What you are asked to do.
Every line with the string "return" must be copied from the entries below.

Data to use Block Start

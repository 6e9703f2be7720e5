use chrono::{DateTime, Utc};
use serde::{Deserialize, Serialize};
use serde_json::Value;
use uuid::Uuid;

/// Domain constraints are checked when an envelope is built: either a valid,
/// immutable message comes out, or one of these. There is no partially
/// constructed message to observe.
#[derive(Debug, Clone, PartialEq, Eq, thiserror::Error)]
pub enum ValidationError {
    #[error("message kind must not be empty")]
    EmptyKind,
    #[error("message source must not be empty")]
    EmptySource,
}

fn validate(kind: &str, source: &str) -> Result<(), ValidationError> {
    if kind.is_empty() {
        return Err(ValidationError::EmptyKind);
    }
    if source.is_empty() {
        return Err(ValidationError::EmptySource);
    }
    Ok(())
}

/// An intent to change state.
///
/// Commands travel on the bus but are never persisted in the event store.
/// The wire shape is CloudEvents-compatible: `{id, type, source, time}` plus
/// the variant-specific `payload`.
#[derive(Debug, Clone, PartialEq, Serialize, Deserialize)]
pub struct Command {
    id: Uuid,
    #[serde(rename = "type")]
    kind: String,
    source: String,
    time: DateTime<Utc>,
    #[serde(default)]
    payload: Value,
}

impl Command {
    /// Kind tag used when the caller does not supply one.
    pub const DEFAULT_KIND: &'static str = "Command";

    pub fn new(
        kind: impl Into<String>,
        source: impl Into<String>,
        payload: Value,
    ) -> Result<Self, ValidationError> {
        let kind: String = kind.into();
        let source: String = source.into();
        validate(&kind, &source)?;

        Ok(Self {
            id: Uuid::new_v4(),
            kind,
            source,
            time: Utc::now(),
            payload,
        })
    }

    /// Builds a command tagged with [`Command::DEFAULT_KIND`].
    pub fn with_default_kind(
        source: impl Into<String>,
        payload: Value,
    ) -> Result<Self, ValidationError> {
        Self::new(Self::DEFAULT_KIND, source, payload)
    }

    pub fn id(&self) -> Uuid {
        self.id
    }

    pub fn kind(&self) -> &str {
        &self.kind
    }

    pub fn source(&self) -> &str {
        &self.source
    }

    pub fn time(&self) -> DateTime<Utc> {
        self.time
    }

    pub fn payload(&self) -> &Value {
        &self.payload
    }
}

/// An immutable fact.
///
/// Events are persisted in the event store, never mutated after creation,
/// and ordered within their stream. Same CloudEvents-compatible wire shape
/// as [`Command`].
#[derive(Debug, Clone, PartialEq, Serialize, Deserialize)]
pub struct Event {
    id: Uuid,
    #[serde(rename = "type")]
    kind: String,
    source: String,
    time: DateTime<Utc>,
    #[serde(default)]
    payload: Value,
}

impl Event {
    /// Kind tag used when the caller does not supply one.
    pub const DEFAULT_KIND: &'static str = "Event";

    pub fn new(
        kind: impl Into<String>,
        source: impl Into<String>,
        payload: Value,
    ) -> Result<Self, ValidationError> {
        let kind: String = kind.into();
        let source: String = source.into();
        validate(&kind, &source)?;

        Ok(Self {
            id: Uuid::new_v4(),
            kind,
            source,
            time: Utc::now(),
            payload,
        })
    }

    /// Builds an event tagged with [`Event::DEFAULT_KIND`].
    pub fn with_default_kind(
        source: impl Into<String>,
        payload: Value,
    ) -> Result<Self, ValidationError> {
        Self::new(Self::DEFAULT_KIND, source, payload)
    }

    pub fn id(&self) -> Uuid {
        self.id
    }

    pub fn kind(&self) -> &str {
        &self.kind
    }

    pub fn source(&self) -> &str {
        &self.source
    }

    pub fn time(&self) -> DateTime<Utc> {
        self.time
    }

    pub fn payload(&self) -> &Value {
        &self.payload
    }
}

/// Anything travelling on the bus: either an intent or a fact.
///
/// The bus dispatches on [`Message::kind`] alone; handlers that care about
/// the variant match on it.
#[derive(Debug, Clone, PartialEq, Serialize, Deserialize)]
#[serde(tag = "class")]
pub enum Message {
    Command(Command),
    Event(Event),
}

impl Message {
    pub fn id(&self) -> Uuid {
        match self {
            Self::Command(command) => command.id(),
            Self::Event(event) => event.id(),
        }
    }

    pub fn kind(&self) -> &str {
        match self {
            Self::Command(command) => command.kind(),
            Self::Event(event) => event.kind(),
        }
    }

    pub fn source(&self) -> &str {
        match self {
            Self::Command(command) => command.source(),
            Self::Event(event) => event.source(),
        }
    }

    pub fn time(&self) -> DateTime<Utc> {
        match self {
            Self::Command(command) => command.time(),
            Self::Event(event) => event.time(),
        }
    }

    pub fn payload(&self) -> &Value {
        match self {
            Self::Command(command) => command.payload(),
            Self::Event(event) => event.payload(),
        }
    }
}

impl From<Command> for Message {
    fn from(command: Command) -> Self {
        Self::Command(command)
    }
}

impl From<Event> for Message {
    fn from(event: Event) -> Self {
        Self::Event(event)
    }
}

Data to use Block End

Result of the task.
        return Err(ValidationError::EmptyKind);
        return Err(ValidationError::EmptySource);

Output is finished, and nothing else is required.